━━ Supplied material ━━
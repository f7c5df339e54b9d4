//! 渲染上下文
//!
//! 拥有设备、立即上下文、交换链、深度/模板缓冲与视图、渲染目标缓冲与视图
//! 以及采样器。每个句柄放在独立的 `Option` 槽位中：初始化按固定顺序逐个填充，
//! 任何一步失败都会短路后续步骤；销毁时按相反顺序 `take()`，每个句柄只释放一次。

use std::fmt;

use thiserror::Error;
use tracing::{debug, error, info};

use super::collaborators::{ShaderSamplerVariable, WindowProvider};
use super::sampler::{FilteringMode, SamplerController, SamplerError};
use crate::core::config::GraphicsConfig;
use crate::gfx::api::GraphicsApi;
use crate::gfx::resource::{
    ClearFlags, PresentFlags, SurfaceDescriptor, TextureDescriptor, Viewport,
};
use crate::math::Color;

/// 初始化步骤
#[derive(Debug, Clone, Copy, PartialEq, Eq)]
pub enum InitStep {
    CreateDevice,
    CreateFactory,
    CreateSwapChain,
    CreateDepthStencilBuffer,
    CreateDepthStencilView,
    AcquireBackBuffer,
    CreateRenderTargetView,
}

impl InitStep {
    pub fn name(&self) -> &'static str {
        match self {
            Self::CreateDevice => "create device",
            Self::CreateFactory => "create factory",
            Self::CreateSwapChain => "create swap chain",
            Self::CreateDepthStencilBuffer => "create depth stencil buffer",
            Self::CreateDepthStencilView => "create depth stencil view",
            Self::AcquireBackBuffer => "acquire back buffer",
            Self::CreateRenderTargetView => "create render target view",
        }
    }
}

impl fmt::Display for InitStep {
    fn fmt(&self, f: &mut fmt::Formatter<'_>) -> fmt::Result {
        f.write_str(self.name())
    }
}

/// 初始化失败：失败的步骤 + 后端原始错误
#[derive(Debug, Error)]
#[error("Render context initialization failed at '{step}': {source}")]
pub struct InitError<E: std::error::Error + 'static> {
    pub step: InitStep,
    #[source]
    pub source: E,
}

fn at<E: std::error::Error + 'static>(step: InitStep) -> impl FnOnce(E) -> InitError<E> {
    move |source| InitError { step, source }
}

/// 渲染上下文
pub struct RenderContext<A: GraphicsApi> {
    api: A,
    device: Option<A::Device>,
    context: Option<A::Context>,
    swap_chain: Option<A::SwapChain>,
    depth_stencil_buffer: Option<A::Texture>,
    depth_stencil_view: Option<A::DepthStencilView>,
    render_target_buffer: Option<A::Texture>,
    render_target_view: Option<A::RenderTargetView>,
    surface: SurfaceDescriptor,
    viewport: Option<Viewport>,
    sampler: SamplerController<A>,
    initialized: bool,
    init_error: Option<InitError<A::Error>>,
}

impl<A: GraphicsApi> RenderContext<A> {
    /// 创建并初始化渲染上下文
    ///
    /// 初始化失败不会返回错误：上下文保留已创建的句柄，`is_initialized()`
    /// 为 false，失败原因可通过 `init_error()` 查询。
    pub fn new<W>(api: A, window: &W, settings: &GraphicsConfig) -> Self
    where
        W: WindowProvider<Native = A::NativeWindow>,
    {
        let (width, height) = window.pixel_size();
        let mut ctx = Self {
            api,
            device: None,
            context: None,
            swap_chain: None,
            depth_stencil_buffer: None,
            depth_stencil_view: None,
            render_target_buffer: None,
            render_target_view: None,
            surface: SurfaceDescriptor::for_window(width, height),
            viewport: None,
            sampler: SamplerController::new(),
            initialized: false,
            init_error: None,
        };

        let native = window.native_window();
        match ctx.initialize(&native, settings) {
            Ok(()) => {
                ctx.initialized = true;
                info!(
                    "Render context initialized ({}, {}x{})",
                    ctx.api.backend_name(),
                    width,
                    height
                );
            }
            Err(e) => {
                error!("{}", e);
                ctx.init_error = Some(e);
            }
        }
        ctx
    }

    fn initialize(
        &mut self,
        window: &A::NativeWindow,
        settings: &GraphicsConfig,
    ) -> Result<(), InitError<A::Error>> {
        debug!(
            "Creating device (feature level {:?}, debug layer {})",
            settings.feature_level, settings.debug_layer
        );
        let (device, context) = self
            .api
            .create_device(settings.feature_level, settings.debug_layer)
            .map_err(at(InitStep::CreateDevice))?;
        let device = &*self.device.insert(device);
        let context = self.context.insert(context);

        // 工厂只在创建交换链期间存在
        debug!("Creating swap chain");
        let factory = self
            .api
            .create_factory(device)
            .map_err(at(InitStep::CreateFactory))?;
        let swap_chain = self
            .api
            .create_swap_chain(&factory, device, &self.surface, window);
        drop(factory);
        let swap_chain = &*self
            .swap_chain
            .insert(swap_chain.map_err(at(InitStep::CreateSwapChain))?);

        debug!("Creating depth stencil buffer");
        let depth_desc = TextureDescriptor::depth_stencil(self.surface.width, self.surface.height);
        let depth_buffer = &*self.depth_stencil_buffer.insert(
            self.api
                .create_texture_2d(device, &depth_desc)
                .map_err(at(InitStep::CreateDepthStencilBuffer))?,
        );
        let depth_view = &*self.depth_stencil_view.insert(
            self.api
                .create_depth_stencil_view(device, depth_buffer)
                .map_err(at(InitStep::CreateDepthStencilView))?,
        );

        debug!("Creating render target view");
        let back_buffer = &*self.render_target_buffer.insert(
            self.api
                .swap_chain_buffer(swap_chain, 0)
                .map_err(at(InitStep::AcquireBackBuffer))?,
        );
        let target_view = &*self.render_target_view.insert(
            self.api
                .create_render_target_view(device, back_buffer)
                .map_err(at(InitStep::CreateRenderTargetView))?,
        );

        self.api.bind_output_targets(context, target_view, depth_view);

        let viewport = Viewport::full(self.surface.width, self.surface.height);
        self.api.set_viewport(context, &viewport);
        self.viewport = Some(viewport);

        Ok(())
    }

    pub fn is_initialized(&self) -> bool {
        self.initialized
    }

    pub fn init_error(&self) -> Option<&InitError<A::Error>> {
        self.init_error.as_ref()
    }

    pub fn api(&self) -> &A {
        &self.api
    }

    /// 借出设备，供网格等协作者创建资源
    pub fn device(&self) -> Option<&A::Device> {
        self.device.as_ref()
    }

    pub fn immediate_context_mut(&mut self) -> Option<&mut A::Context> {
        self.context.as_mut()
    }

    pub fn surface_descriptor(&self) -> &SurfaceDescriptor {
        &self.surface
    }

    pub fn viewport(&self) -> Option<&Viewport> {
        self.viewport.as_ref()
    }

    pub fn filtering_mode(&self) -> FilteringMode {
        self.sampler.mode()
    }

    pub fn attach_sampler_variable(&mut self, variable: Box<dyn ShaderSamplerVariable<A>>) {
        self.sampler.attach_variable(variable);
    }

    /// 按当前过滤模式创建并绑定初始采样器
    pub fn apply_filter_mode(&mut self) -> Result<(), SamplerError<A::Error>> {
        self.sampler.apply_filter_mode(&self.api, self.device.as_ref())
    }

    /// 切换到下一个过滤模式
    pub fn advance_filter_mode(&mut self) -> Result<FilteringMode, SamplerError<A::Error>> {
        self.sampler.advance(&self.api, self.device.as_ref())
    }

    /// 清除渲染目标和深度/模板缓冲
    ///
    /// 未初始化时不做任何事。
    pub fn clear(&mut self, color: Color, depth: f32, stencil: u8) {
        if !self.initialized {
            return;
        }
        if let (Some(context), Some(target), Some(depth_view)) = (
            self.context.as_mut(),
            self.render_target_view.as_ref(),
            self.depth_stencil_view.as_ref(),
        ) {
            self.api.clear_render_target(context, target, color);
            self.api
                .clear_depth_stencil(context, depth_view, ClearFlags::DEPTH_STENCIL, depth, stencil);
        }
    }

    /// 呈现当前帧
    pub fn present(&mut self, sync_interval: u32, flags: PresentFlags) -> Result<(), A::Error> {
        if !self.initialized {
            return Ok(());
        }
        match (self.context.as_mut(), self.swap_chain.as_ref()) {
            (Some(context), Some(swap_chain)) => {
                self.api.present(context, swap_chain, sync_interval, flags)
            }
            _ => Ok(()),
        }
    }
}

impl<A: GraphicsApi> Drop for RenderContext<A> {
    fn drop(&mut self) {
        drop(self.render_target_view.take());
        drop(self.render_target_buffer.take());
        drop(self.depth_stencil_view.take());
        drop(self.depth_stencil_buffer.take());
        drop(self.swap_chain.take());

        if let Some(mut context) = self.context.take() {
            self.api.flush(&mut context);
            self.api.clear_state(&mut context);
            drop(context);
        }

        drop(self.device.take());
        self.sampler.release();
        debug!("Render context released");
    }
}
━━━
━━ Supplied material ━━
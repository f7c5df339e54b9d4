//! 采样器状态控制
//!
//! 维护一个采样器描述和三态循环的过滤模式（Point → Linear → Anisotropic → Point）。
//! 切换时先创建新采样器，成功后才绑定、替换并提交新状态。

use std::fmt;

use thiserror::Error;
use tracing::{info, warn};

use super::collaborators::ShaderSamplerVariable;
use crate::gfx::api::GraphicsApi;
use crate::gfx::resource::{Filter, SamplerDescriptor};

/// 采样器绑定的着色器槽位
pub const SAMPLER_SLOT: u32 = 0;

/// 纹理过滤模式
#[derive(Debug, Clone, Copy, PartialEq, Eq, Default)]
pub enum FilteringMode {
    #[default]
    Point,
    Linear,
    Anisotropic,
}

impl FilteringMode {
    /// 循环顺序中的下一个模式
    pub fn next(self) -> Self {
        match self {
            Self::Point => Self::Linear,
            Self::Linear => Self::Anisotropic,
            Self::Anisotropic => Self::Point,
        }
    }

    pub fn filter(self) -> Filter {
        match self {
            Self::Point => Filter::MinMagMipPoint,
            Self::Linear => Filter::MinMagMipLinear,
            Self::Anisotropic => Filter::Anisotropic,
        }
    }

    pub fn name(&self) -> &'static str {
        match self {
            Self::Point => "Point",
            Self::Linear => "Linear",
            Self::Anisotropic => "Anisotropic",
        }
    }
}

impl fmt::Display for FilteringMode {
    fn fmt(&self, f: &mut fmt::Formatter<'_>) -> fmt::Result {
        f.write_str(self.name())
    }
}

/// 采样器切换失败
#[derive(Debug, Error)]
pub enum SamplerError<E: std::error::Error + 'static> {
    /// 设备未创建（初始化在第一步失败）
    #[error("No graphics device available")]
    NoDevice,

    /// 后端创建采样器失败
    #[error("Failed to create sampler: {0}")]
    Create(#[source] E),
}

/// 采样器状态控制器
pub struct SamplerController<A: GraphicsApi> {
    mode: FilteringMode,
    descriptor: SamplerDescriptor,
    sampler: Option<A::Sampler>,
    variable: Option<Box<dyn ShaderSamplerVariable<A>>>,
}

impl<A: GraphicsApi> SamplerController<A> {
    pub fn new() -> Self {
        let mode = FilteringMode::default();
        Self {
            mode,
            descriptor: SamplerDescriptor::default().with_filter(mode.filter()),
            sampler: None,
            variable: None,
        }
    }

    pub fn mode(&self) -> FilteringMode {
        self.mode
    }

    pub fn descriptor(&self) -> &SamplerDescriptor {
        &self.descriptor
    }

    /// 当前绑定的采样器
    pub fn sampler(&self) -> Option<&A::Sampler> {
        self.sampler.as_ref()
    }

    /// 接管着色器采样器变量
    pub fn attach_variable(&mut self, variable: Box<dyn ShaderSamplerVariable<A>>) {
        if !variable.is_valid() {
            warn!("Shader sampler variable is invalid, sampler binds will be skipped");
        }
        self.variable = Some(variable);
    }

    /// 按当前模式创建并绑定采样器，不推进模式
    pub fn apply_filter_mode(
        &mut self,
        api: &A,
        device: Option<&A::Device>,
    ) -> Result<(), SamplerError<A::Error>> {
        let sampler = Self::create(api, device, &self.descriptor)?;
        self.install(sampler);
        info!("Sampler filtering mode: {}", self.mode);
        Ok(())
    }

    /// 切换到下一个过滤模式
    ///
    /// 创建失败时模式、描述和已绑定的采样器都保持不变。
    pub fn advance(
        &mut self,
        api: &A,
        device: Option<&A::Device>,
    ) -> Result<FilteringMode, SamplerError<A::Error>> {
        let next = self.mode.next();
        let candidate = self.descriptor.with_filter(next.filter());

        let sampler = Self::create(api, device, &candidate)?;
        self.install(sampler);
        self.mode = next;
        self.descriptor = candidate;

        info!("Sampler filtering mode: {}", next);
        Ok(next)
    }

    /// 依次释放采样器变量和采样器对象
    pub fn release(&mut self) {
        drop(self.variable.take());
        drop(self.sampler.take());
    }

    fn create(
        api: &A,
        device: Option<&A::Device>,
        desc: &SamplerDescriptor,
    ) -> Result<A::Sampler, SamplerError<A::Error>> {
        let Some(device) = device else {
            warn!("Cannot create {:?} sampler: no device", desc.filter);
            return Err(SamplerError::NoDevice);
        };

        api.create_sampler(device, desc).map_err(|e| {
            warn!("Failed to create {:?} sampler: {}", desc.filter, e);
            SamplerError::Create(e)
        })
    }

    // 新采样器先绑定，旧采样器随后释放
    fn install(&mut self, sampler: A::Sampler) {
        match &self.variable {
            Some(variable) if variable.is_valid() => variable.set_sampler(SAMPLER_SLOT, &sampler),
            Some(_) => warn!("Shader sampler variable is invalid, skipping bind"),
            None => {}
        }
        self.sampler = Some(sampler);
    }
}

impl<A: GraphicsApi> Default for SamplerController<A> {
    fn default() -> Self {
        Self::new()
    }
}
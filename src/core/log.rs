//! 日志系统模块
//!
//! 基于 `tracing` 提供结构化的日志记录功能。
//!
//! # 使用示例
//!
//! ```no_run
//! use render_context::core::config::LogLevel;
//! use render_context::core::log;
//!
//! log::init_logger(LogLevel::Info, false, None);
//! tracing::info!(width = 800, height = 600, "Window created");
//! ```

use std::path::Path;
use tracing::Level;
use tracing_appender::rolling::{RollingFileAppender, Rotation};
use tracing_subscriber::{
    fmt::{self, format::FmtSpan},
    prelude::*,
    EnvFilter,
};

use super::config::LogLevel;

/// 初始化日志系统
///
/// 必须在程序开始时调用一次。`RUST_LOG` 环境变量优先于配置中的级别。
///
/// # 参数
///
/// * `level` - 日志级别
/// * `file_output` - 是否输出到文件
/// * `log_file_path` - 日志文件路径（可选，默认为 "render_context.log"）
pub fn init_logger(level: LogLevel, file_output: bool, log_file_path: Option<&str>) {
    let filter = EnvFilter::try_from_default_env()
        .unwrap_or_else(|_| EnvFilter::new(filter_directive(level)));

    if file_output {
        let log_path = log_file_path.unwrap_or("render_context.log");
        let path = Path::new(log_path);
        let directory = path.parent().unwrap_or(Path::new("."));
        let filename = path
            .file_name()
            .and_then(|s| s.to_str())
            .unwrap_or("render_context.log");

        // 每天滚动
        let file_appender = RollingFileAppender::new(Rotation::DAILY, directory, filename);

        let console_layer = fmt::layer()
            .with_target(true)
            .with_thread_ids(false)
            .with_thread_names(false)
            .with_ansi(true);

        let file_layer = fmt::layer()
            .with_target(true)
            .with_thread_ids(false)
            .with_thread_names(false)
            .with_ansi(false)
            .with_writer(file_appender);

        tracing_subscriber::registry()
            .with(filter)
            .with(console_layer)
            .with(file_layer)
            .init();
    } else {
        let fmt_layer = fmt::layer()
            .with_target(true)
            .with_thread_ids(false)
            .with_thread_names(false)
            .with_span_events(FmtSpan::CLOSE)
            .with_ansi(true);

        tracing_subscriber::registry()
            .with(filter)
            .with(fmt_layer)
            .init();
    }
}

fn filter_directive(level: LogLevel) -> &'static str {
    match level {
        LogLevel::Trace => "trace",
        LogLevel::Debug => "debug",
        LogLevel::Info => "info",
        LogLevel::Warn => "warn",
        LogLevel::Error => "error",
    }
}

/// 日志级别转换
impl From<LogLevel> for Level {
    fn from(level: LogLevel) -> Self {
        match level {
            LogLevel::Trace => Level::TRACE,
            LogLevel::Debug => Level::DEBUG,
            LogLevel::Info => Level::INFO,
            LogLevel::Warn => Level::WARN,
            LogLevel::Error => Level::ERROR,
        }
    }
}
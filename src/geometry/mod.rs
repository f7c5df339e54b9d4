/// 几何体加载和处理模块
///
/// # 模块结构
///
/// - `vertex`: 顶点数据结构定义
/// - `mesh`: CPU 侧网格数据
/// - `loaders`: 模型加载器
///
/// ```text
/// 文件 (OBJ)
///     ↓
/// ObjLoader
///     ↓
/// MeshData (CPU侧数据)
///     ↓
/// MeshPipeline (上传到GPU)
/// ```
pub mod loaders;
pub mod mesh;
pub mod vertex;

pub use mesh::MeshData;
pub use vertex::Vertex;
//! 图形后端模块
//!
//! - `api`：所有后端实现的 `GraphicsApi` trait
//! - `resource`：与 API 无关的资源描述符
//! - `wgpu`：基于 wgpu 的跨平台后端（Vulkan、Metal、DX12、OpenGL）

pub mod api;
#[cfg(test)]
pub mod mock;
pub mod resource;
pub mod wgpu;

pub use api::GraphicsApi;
━━━
━━ Supplied material ━━
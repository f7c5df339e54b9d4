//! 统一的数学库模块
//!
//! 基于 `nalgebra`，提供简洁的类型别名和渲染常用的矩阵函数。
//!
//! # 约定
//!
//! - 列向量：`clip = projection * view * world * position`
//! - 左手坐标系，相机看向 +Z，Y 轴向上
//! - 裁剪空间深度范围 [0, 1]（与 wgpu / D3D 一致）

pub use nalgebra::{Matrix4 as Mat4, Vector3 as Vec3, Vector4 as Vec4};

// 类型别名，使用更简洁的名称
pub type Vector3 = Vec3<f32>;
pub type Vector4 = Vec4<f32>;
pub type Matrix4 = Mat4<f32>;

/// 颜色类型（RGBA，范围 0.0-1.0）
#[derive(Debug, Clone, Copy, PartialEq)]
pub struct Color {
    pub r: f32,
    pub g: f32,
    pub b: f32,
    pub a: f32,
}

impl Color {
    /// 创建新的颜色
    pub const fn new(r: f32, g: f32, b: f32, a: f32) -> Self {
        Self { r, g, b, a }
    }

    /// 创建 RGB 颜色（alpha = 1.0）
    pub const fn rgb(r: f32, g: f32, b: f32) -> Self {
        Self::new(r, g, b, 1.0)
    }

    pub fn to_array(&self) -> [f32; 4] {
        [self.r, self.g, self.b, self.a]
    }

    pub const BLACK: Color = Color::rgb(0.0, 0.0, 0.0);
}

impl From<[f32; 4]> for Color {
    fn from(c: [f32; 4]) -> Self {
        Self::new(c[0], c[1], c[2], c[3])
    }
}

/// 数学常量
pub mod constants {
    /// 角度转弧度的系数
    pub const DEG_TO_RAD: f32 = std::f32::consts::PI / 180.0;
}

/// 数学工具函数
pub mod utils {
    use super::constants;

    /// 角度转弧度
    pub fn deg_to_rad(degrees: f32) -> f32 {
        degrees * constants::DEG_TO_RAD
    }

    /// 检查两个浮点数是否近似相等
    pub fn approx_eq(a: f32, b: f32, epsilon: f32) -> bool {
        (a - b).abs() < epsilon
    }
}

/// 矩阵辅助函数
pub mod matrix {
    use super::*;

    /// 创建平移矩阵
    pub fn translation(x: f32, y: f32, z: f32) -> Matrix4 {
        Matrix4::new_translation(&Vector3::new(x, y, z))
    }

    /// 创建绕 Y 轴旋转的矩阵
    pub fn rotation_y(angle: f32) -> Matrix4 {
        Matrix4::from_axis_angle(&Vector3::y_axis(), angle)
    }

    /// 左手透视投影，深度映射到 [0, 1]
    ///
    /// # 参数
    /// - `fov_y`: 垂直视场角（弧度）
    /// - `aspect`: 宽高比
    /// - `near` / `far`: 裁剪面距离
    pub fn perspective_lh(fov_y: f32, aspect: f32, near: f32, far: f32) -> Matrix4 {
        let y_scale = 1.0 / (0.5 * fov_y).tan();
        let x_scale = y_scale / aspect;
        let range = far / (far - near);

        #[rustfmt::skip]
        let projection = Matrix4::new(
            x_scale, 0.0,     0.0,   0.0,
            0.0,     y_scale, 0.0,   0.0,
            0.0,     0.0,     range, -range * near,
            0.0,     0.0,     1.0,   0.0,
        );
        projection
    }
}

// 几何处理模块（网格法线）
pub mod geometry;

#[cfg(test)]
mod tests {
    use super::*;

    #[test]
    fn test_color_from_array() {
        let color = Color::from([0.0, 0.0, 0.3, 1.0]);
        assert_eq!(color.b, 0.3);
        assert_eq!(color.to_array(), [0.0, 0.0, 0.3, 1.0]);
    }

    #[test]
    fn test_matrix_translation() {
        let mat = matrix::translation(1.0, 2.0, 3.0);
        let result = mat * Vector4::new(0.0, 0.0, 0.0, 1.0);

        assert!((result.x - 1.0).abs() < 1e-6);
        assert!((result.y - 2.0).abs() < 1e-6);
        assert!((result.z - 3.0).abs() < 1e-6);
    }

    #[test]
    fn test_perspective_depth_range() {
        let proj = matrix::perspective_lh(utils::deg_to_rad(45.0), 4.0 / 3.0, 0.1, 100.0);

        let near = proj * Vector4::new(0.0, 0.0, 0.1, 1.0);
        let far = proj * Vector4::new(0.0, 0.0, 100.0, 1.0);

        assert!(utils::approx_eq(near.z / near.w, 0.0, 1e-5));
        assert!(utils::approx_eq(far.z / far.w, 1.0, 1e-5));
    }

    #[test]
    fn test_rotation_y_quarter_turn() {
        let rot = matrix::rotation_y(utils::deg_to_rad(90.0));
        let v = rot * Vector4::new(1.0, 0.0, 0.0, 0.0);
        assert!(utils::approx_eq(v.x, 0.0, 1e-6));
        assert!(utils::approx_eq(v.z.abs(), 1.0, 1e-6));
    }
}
━━━
(Your instructions):
Among the lines above, find those with the word "constants". Copy them.

(Solved exercise):
pub mod constants {
    use super::constants;
        degrees * constants::DEG_TO_RAD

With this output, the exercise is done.